* ACTIVITY
Scan the records that follow, and whenever a line has the word "LazyLock", copy it.

Stored data entries
//! LDOCE dictionary scraper tools.
//!
//! Two tools scrape `ldoceonline.com` entry pages for a word:
//!
//! - `get_dictionary_entry` (`lookup.rs`) - the original flat shape with
//!   senses and the verb conjugation table
//! - `get_dictionary_entries` (`entries.rs`) - the richer shape with an
//!   entries array, corpus example groups, and word origin
//!
//! Both depend entirely on the site's markup staying stable; absent or
//! malformed nodes degrade to empty fields rather than errors.

pub mod common;
mod entries;
mod lookup;

pub use entries::{DictionaryEntriesParams, DictionaryEntriesTool, EntriesDocument};
pub use lookup::{DictionaryLookupParams, DictionaryLookupTool, LookupDocument};
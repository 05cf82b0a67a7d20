//! Common utilities shared across the LDOCE scraper tools.
//!
//! This module provides the dictionary page fetch, text cleanup, and
//! pronunciation reformatting helpers, plus the CallToolResult wrappers.

use std::sync::LazyLock;
use std::time::Duration;

use regex::Regex;
use rmcp::model::{CallToolResult, Content};
use scraper::{ElementRef, Selector};
use serde::Serialize;
use tracing::{debug, warn};

use crate::core::config::DictionaryConfig;
use crate::domains::tools::ToolError;

static WHITESPACE: LazyLock<Regex> =
    LazyLock::new(|| Regex::new(r"\s+").expect("static regex compiles"));

/// Fetch the dictionary page for a word.
///
/// Single timed GET against `{base_url}/{word}` with the configured
/// user-agent. Network errors, timeouts, and non-success statuses all
/// propagate; there is no retry.
pub fn fetch_page(config: &DictionaryConfig, word: &str) -> Result<String, ToolError> {
    let word = word.trim();
    if word.is_empty() {
        return Err(ToolError::invalid_arguments("'word' must not be empty"));
    }

    let url = format!("{}/{}", config.base_url.trim_end_matches('/'), word);
    debug!("Fetching dictionary page: {}", url);

    let client = reqwest::blocking::Client::builder()
        .user_agent(&config.user_agent)
        .timeout(Duration::from_secs(config.timeout_secs))
        .build()
        .map_err(|e| ToolError::execution_failed(format!("HTTP client setup failed: {}", e)))?;

    let response = client
        .get(&url)
        .send()
        .map_err(|e| ToolError::execution_failed(format!("Request for '{}' failed: {}", word, e)))?;

    let status = response.status();
    if !status.is_success() {
        return Err(ToolError::execution_failed(format!(
            "Dictionary page for '{}' returned status {}",
            word, status
        )));
    }

    response
        .text()
        .map_err(|e| ToolError::execution_failed(format!("Failed to read page body: {}", e)))
}

/// Parse a CSS selector known at compile time.
pub fn selector(css: &str) -> Selector {
    Selector::parse(css).expect("static selector parses")
}

/// Collect the text of an element with runs of whitespace collapsed.
pub fn element_text(element: ElementRef<'_>) -> String {
    let raw: String = element.text().collect();
    WHITESPACE.replace_all(&raw, " ").trim().to_string()
}

/// Text of the first element matching `css` under `scope`, or empty string.
pub fn first_text(scope: ElementRef<'_>, css: &str) -> String {
    let sel = selector(css);
    scope
        .select(&sel)
        .next()
        .map(element_text)
        .unwrap_or_default()
}

/// Text of the first element matching `css` under `scope`, or `None` when
/// the node is absent or empty.
pub fn first_text_opt(scope: ElementRef<'_>, css: &str) -> Option<String> {
    Some(first_text(scope, css)).filter(|t| !t.is_empty())
}

/// Normalize a raw pronunciation string to `/.../` form.
///
/// The site wraps IPA in slashes with stray whitespace and line breaks;
/// anything after the British/American `$` separator is kept as-is.
pub fn format_pronunciation(raw: &str) -> String {
    let cleaned = WHITESPACE.replace_all(raw, " ");
    let cleaned = cleaned.trim().trim_matches('/').trim();
    if cleaned.is_empty() {
        String::new()
    } else {
        format!("/{}/", cleaned)
    }
}

/// Split a raw pronunciation string into (British, American) variants.
///
/// The site separates the two with `$`; a missing separator means the
/// British form applies to both sides of the Atlantic.
pub fn split_pronunciation(raw: &str) -> (Option<String>, Option<String>) {
    let cleaned = WHITESPACE.replace_all(raw, " ");
    let cleaned = cleaned.trim().trim_matches('/').trim();
    if cleaned.is_empty() {
        return (None, None);
    }

    match cleaned.split_once('$') {
        Some((british, american)) => (
            Some(format_pronunciation(british)).filter(|p| !p.is_empty()),
            Some(format_pronunciation(american)).filter(|p| !p.is_empty()),
        ),
        None => (Some(format!("/{}/", cleaned)), None),
    }
}

/// Create an error result with a formatted message.
pub fn error_result(message: &str) -> CallToolResult {
    warn!("{}", message);
    CallToolResult::error(vec![Content::text(message.to_string())])
}

/// Serialize a document as a single pretty-printed JSON text blob.
pub fn json_result<T: Serialize>(document: &T) -> CallToolResult {
    match serde_json::to_string_pretty(document) {
        Ok(text) => CallToolResult::success(vec![Content::text(text)]),
        Err(e) => error_result(&format!("Failed to serialize result: {}", e)),
    }
}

* RESPONSE TO THE TASK
use std::sync::LazyLock;
static WHITESPACE: LazyLock<Regex> =
    LazyLock::new(|| Regex::new(r"\s+").expect("static regex compiles"));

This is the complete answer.